Ministers threaten legal action over fears Nicola Sturgeon’s gender bill could lead to ‘trans tourism’

Nicola Sturgeon, pictured in Holyrood, has dismissed concerns from the United Nations about the new legislation - Ken Jack/Getty
Nicola Sturgeon, pictured in Holyrood, has dismissed concerns from the United Nations about the new legislation - Ken Jack/Getty

Ministers have threatened legal action over Scottish gender recognition reforms amid concern over “trans tourism”.

The Government has urged Nicola Sturgeon to axe her controversial overhaul of transgender laws which will see people as young as 16 allowed to change their legal gender simply by signing a declaration.

Under legislation expected to be passed by the Scottish parliament before Christmas, people over the age of 16 will be able to apply for a birth certificate with their new sex within six months without a gender dysphoria diagnosis.

But senior Whitehall figures fear the laws, which make it significantly easier for someone to officially change their legal gender than in the rest of the UK, will put single-sex spaces such as prisons and changing rooms in jeopardy across the country.

They warned it could lead to “trans tourism” - whereby a transgender woman could travel to Scotland to have their gender legally changed, then use their new official status to access female-only spaces south of the border.

The Attorney General’s office is currently drawing up legal advice for the UK Government on the implications of the new legislation on the union, The Telegraph understands.

Ministers are currently studying various avenues, including a possible legal challenge against the measure. They are also looking at whether the UK Government could refuse to recognise the Scottish gender recognition certificates.

“It is pretty unprecedented to have a devolved administration potentially alter UK wide processes and structures,” a government source said.

“The SNP’s political purpose is very clear - it is to undermine the union. There is legal advice coming in on this, we are exploring all the different possibilities and options.
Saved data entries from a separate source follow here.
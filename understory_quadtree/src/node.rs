// Copyright 2025 the Understory Authors
// SPDX-License-Identifier: Apache-2.0 OR MIT

//! Node storage and the read-only node view handed to callers.

use alloc::string::String;
use alloc::vec::Vec;
use core::fmt::{self, Write as _};
use understory_aabb::{Aabb, Quadrant};

use crate::tree::Quadtree;
use crate::types::{Item, NodeId};

/// Whether a node has been subdivided.
#[derive(Copy, Clone, Debug, PartialEq, Eq)]
pub(crate) enum Kind {
    Leaf,
    /// Children in [`Quadrant::ALL`] order.
    Split([NodeId; 4]),
}

#[derive(Clone, Debug)]
pub(crate) struct Node<I> {
    pub(crate) generation: u32,
    pub(crate) bounds: Aabb,
    pub(crate) depth: u32,
    pub(crate) parent: Option<NodeId>,
    /// Which quadrant of the parent this node covers; `None` for the root.
    pub(crate) quadrant: Option<Quadrant>,
    pub(crate) items: Vec<I>,
    pub(crate) kind: Kind,
}

impl<I> Node<I> {
    pub(crate) fn new(
        bounds: Aabb,
        depth: u32,
        parent: Option<NodeId>,
        quadrant: Option<Quadrant>,
    ) -> Self {
        Self {
            generation: 0,
            bounds,
            depth,
            parent,
            quadrant,
            items: Vec::new(),
            kind: Kind::Leaf,
        }
    }

    pub(crate) fn children(&self) -> Option<[NodeId; 4]> {
        match self.kind {
            Kind::Leaf => None,
            Kind::Split(children) => Some(children),
        }
    }
}

/// A read-only view of one node, borrowed from its tree.
///
/// Handed to traversal callbacks and returned by [`Quadtree::node_ref`].
pub struct NodeRef<'a, I> {
    pub(crate) tree: &'a Quadtree<I>,
    pub(crate) id: NodeId,
    pub(crate) node: &'a Node<I>,
}

impl<I> Clone for NodeRef<'_, I> {
    fn clone(&self) -> Self {
        *self
    }
}

impl<I> Copy for NodeRef<'_, I> {}

impl<I> fmt::Debug for NodeRef<'_, I> {
    fn fmt(&self, f: &mut fmt::Formatter<'_>) -> fmt::Result {
        f.debug_struct("NodeRef")
            .field("id", &self.id)
            .field("bounds", &self.node.bounds)
            .field("depth", &self.node.depth)
            .field("items", &self.node.items.len())
            .field("leaf", &(self.node.kind == Kind::Leaf))
            .finish_non_exhaustive()
    }
}

impl<'a, I: Item> NodeRef<'a, I> {
    /// Handle of this node.
    pub fn id(&self) -> NodeId {
        self.id
    }

    /// Region covered by this node.
    pub fn bounds(&self) -> Aabb {
        self.node.bounds
    }

    /// Distance from the root, which is at depth `0`.
    pub fn depth(&self) -> u32 {
        self.node.depth
    }

    /// Items stored directly at this node, in no particular order.
    pub fn items(&self) -> &'a [I] {
        &self.node.items
    }

    /// True if the node has not been subdivided.
    pub fn is_leaf(&self) -> bool {
        self.node.kind == Kind::Leaf
    }

    /// Which quadrant of its parent this node covers; `None` for the root.
    pub fn quadrant(&self) -> Option<Quadrant> {
        self.node.quadrant
    }

    /// The parent node; `None` for the root.
    pub fn parent(&self) -> Option<Self> {
        self.node.parent.map(|p| self.tree.view(p))
    }

    /// The four children in [`Quadrant::ALL`] order; `None` for a leaf.
    pub fn children(&self) -> Option<[Self; 4]> {
        self.node.children().map(|c| c.map(|id| self.tree.view(id)))
    }

    /// The child covering `quadrant`; `None` for a leaf.
    pub fn child(&self, quadrant: Quadrant) -> Option<Self> {
        self.node
            .children()
            .map(|c| self.tree.view(c[quadrant.index()]))
    }

    /// Number of items stored in this node's subtree, this node included.
    pub fn count_items(&self) -> usize {
        let below: usize = self
            .children()
            .map(|c| c.iter().map(Self::count_items).sum())
            .unwrap_or(0);
        self.node.items.len() + below
    }

    /// Label built from the quadrants leading here, for example `ROOT-NE-SW`.
    pub fn path(&self) -> String {
        let mut quadrants = Vec::with_capacity(self.node.depth as usize);
        let mut at = Some(*self);
        while let Some(n) = at {
            if let Some(q) = n.quadrant() {
                quadrants.push(q);
            }
            at = n.parent();
        }
        let mut out = String::from("ROOT");
        for q in quadrants.iter().rev() {
            // Writing into a `String` cannot fail.
            let _ = write!(out, "-{q}");
        }
        out
    }
}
Nothing is off the table.”

Kemi Badenoch, the women and equalities minister, has written to Ms Sturgeon to express her dismay at the legislation. She has also summoned the Scottish Cabinet Secretary for social justice, housing and local government for a meeting to discuss it at the earliest opportunity.
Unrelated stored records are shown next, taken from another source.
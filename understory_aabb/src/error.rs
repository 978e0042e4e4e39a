// Copyright 2025 the Understory Authors
// SPDX-License-Identifier: Apache-2.0 OR MIT

//! Construction errors for geometry values.

use crate::relation::Axis;

/// A box or split ratio was built from values outside its domain.
///
/// Raised only by constructors; every value that exists has already passed these checks.
#[derive(Clone, Copy, Debug, PartialEq, thiserror::Error)]
pub enum GeometryError {
    /// A coordinate or extent was NaN or infinite.
    #[error("invalid geometry: `{field}` must be finite, got {value}")]
    NonFinite {
        /// Name of the offending field.
        field: &'static str,
        /// The rejected value.
        value: f64,
    },
    /// Width or height was below zero.
    #[error("invalid geometry: `{field}` must not be negative, got {value}")]
    NegativeExtent {
        /// Name of the offending field.
        field: &'static str,
        /// The rejected value.
        value: f64,
    },
    /// A split ratio component was NaN or outside `[0, 100]`.
    #[error("invalid split ratio: {axis} = {value} is outside [0, 100]")]
    RatioOutOfRange {
        /// Axis of the offending component.
        axis: Axis,
        /// The rejected value.
        value: f64,
    },
}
She was “concerned” by the changes being proposed that would create a “divergence” of approach between England and Scotland on a “complex and important issue”.
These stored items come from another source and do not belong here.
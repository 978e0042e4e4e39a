// Copyright 2025 the Understory Authors
// SPDX-License-Identifier: Apache-2.0 OR MIT

//! Depth-first walks over the tree and the reports built on them.

use alloc::boxed::Box;
use alloc::format;
use alloc::string::String;
use alloc::vec::Vec;
use understory_aabb::Aabb;

use crate::error::TreeError;
use crate::node::NodeRef;
use crate::tree::Quadtree;
use crate::types::{Item, NodeId};

type Visit<'a, I> = Box<dyn FnMut(NodeRef<'_, I>) + 'a>;

/// Pre-order and post-order callbacks for [`Quadtree::traverse`].
///
/// At least one callback must be set. Children are visited in
/// [`Quadrant::ALL`](understory_aabb::Quadrant::ALL) order.
pub struct Callbacks<'a, I> {
    pre_order: Option<Visit<'a, I>>,
    post_order: Option<Visit<'a, I>>,
}

impl<I> core::fmt::Debug for Callbacks<'_, I> {
    fn fmt(&self, f: &mut core::fmt::Formatter<'_>) -> core::fmt::Result {
        f.debug_struct("Callbacks")
            .field("pre_order", &self.pre_order.is_some())
            .field("post_order", &self.post_order.is_some())
            .finish()
    }
}

impl<I> Default for Callbacks<'_, I> {
    fn default() -> Self {
        Self::new()
    }
}

impl<'a, I> Callbacks<'a, I> {
    /// No callbacks yet.
    pub fn new() -> Self {
        Self {
            pre_order: None,
            post_order: None,
        }
    }

    /// Called on a node before any of its children.
    pub fn pre_order(mut self, f: impl FnMut(NodeRef<'_, I>) + 'a) -> Self {
        self.pre_order = Some(Box::new(f));
        self
    }

    /// Called on a node after all of its children.
    pub fn post_order(mut self, f: impl FnMut(NodeRef<'_, I>) + 'a) -> Self {
        self.post_order = Some(Box::new(f));
        self
    }
}

impl<I: Item> Quadtree<I> {
    /// Walk the whole tree depth-first.
    ///
    /// ```
    /// use understory_aabb::Aabb;
    /// use understory_quadtree::{Boxed, Callbacks, Quadtree};
    ///
    /// let mut tree = Quadtree::new(Aabb::new(0.0, 0.0, 100.0, 100.0)?);
    /// tree.insert(Boxed::new(1_u32, Aabb::new(10.0, 10.0, 5.0, 5.0)?));
    ///
    /// let mut seen = 0;
    /// tree.traverse(Callbacks::new().pre_order(|node| seen += node.items().len()))?;
    /// assert_eq!(seen, 1);
    /// # Ok::<(), Box<dyn std::error::Error>>(())
    /// ```
    pub fn traverse(&self, callbacks: Callbacks<'_, I>) -> Result<(), TreeError> {
        self.traverse_from(self.root(), callbacks)
    }

    /// Walk `node`'s subtree depth-first.
    ///
    /// Fails with [`TreeError::MissingCallback`] if neither callback is set, and with
    /// [`TreeError::StaleNode`] if `node` is not live.
    pub fn traverse_from(
        &self,
        node: NodeId,
        mut callbacks: Callbacks<'_, I>,
    ) -> Result<(), TreeError> {
        if callbacks.pre_order.is_none() && callbacks.post_order.is_none() {
            return Err(TreeError::MissingCallback);
        }
        self.check(node)?;
        walk(self.view(node), &mut callbacks);
        Ok(())
    }

    /// Call `f` on every leaf, in traversal order.
    pub fn each_leaf(&self, mut f: impl FnMut(NodeRef<'_, I>)) {
        each_leaf_inner(self.root_node(), &mut f);
    }

    /// Call `f` on every leaf of `node`'s subtree.
    pub fn each_leaf_from(
        &self,
        node: NodeId,
        mut f: impl FnMut(NodeRef<'_, I>),
    ) -> Result<(), TreeError> {
        self.check(node)?;
        each_leaf_inner(self.view(node), &mut f);
        Ok(())
    }

    /// Bounds of every node, children first.
    pub fn all_bounds(&self) -> Vec<Aabb> {
        self.post_order(self.root())
            .into_iter()
            .map(|id| self.node(id).bounds)
            .collect()
    }

    /// One line per node, children first: the node's path label and its item count.
    ///
    /// ```
    /// use understory_aabb::Aabb;
    /// use understory_quadtree::Quadtree;
    /// # use understory_quadtree::Boxed;
    ///
    /// let tree: Quadtree<Boxed<u32>> = Quadtree::new(Aabb::new(0.0, 0.0, 10.0, 10.0)?);
    /// assert_eq!(tree.describe(), ["ROOT: 0 items"]);
    /// # Ok::<(), understory_aabb::GeometryError>(())
    /// ```
    pub fn describe(&self) -> Vec<String> {
        self.post_order(self.root())
            .into_iter()
            .map(|id| {
                let node = self.view(id);
                format!("{}: {} items", node.path(), node.items().len())
            })
            .collect()
    }
}

fn walk<I: Item>(node: NodeRef<'_, I>, callbacks: &mut Callbacks<'_, I>) {
    if let Some(pre) = callbacks.pre_order.as_mut() {
        pre(node);
    }
    if let Some(children) = node.children() {
        for child in children {
            walk(child, callbacks);
        }
    }
    if let Some(post) = callbacks.post_order.as_mut() {
        post(node);
    }
}

fn each_leaf_inner<I: Item>(node: NodeRef<'_, I>, f: &mut impl FnMut(NodeRef<'_, I>)) {
    match node.children() {
        Some(children) => {
            for child in children {
                each_leaf_inner(child, f);
            }
        }
        None => f(node),
    }
}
“Individuals contemplating the very serious step of changing their legal sex need clarity on the process that they must undertake and I am concerned about the impact [of] having divergent regimes in the different parts of the UK,” she said.

She added it was “not possible” for the legislation to be “fully contained” within Scotland, adding: “I have heard from a number of women who have highlighted their concerns about these proposals and the implications for wider society.”

While the legislation is expected to pass, there is likely to be a major SNP rebellion while Scottish Labour is also coming under pressure to abandon its support.

Last month the legislation was dealt a blow when Rem Alsasmen, the UN special rapporteur on violence against women and girls, warned the First Minister that her proposed laws risk “opening the door” to predatory males abusing women in single-sex spaces.

On Friday, Rachael Hamilton MSP, the Scottish Conservative equalities spokesperson, demanded an emergency session at Holyrood to hear evidence from Ms Alsasmen.

“It’s astonishing to see how recklessly the SNP have dismissed and ignored the concerns of a United Nations expert on violence against women and girls,” Ms Hamilton said.

She accused the SNP of instead seeking to “dismiss this damning evidence” and trying to railroad their legislation through parliament “without proper scrutiny”.

Downing Street said on Friday that it has not ruled out taking a legal challenge or refusing to recognise Scotland's gender reform plans.

A No 10 spokesman said: "We've made no decisions on any potential action at this time. As the Equalities and Human Rights Commission and UN special rapporteur have set out, the Scottish Government's proposals currently raise a number of clear concerns.

"But in order to understand the potential impact of the Bill across the United Kingdom we will obviously monitor its progress closely as we do with any potential Bill."

Asked if the Government could take legal action against the legislation, he said: "We've made no decisions at this time."